The spreads are incredibly tight, but they’ve been that way earlier, in 07-08 as well. For yields to fall, there needs to be either a rate cut or a crisis (when people will run to the safety of government bonds).

one must also remember that this is a semi-annual yield.

It’s annualized. The coupon is paid out semi annually. So you get Rs. 4.20 for a 8.40% bond, every half year. (For those who don’t know, Yield is different from coupon; an 8.40% bond will pay out Rs. 8.40 for every Rs. 100 face value. But hte Rs. 100 face value can trade at Rs. 90, which means you get Rs. 8.40 per year for Rs. 90 investment, for a current yield of 9.33%)

So Deepak, in a current high interest rate regime, why should G-bonds trade at a discounted rate to its face value? Shouldn’t the market value its price higher?

Mehul, no, the G-bond coupon for the 10 year is 8.79% – so a yield of 9% on it means that it trades for less than face value.

Thanks deepak!. Informative as usual!. But where do we see it going from here?. With inflation not softening soon enough, we might be heading towards a high-inflation/int.rates, low growth scenario!

I think rates will go up. They will stay put (not decrease) for a few months and then will hve to raise again. Of course if Europe collapses, all this analysis is bunk, everyone will cut rates around the world.

G-Sec and SDL are quoted and traded with price and semi-annual yield. Even the CCIL data you have linked shows closing yield of 9.05% for 11th Nov.

Further, the 10y yield they are mentioning is for the 7.80% GS 2021 bond which is going out of favour since the new 10y G-Sec, the 8.79% GS 2021 is now the most liquid G-Sec (closed at 8.94% semi-annual yield on 11th).

Bond-wise trade details available here :

http://www.ccilindia.com/OMHome.aspx

The yield is annualized – it’s not for the half year and

~~it is NOT the semi-annual yield.~~*Turns out it is – I thought “semi annual” meant the rate for six months, see further comment for more details.The phrase “semi annual yield” is confusing; the coupon payments are once in six months, so they are called a semi annual payment, but the yield is always annualized. The closing yield is 9.08% for the benchmark according to CCIL’s newsletter but in practice it seems to be trading shy of 9% for the most liquid bond.

Yes, the 2021 8.79% is going to be the new benchmark soon so there’s a price discrepancy (I think CCIL averages for hte 10y yield) temporarily, but it’s also quoting at 8.97%. Still the highest we have seen since 2008…

I am afraid you are a bit mistaken friend.

You can cross-check by computing the “yield” by simulating the cash flows (roughly coupon/2) for coupon dates and using the XIRR() function in Excel.

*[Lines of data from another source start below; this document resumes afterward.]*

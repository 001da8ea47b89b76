//! View preferences for the front end. The engine never reads these.

use std::fs;
use std::path::Path;

use serde::{Deserialize, Serialize};
use tracing::warn;

use crate::error::PrefsError;

#[derive(Debug, Clone, Copy, Default, PartialEq, Eq, Serialize, Deserialize)]
#[serde(rename_all = "lowercase")]
pub enum HemisphereView {
    #[default]
    North,
    South,
}

impl HemisphereView {
    pub fn toggled(self) -> Self {
        match self {
            HemisphereView::North => HemisphereView::South,
            HemisphereView::South => HemisphereView::North,
        }
    }
}

/// Persisted as `{"hemisphereView": "north"|"south", "showGrid": bool}`.
/// Missing keys fall back to their defaults.
#[derive(Debug, Clone, Copy, Default, PartialEq, Eq, Serialize, Deserialize)]
#[serde(default)]
pub struct ViewPreferences {
    #[serde(rename = "hemisphereView")]
    pub hemisphere_view: HemisphereView,
    #[serde(rename = "showGrid")]
    pub show_grid: bool,
}

impl ViewPreferences {
    pub fn load(path: &Path) -> Result<Self, PrefsError> {
        let raw = fs::read_to_string(path)?;
        Ok(serde_json::from_str(&raw)?)
    }

    /// Like [`load`](Self::load), but any failure yields the defaults.
    pub fn load_or_default(path: &Path) -> Self {
        match Self::load(path) {
            Ok(prefs) => prefs,
            Err(e) => {
                warn!("Using default view preferences ({}): {}", path.display(), e);
                Self::default()
            }
        }
    }

    pub fn save(&self, path: &Path) -> Result<(), PrefsError> {
        if let Some(parent) = path.parent().filter(|p| !p.as_os_str().is_empty()) {
            fs::create_dir_all(parent)?;
        }
        fs::write(path, serde_json::to_string(self)?)?;
        Ok(())
    }

    pub fn toggle_hemisphere(&mut self) {
        self.hemisphere_view = self.hemisphere_view.toggled();
    }

    pub fn toggle_grid(&mut self) {
        self.show_grid = !self.show_grid;
    }

    /// Grid compass letters, top/bottom/left/right. The southern view is
    /// the northern one turned upside down.
    pub fn compass_labels(&self) -> &'static str {
        match self.hemisphere_view {
            HemisphereView::North => "NSEW",
            HemisphereView::South => "SNWE",
        }
    }
}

For e.g. on the issue date, for the new bond 8.79% GS 2021 at price of 100.00 the yield worked out to about 8.98%, which is basically the annualised yield for 8.79% semi. Even today, the Last Traded Yield for the new bond is 8.96% semi, meaning the annualised yield is 9.16%.

In contrast, corporate bonds are quoted and traded based on their annualised yield always. Even while computing the spread between say a 10y AAA corporate bond (trading at 9.83% annualised today) and the 10y G-sec, the market uses the annualised yield for G-sec. So the spread works out to 67bps (=9.83% minus 9.16%)

Thanks for the detailed comment. I did, and I did get 8.98% for the 10 year bond through XIRR! I didn’t know this, but then I had thought you meant that the yield was semi in the sense that we have to multiply it by 2 🙂

For calculations: XIRR simply calculates an annualized compounded rate, while YIELD uses the bond payment frequency and multiplies the result by 2 – so the difference is in that you can’t multiply by just 2 in a compounding scenario (i.e. Rs. 4 every half year is not equal to just Rs. 8 per full year – since the Rs. 4 is reinvested (at the same yield) to give another piece of interest and technically add up to Rs. 8.16 per year and so on, which exaggerates over longer periods) XIRR also uses actual number of days between the coupon payments, so if you shift the starting date to a different month you’ll see marginally different returns on the same cash flow.

Corp bonds I think have a single coupon per year, so their YIELD should coincide (there is a sensitivity based error in the corresponding XIRR calc which will make it marginally different, since it uses iterations – but in practice they are absolutely the same)

Comparison wise the Annualized rate makes more sense to use, I agree; this is quite useful in the context of comparing fixed income returns. For example the annualized rate of a fixed deposit, compounded every three months, will be dramatically different from the coupon over a longer period. This gives me some ideas, thanks again!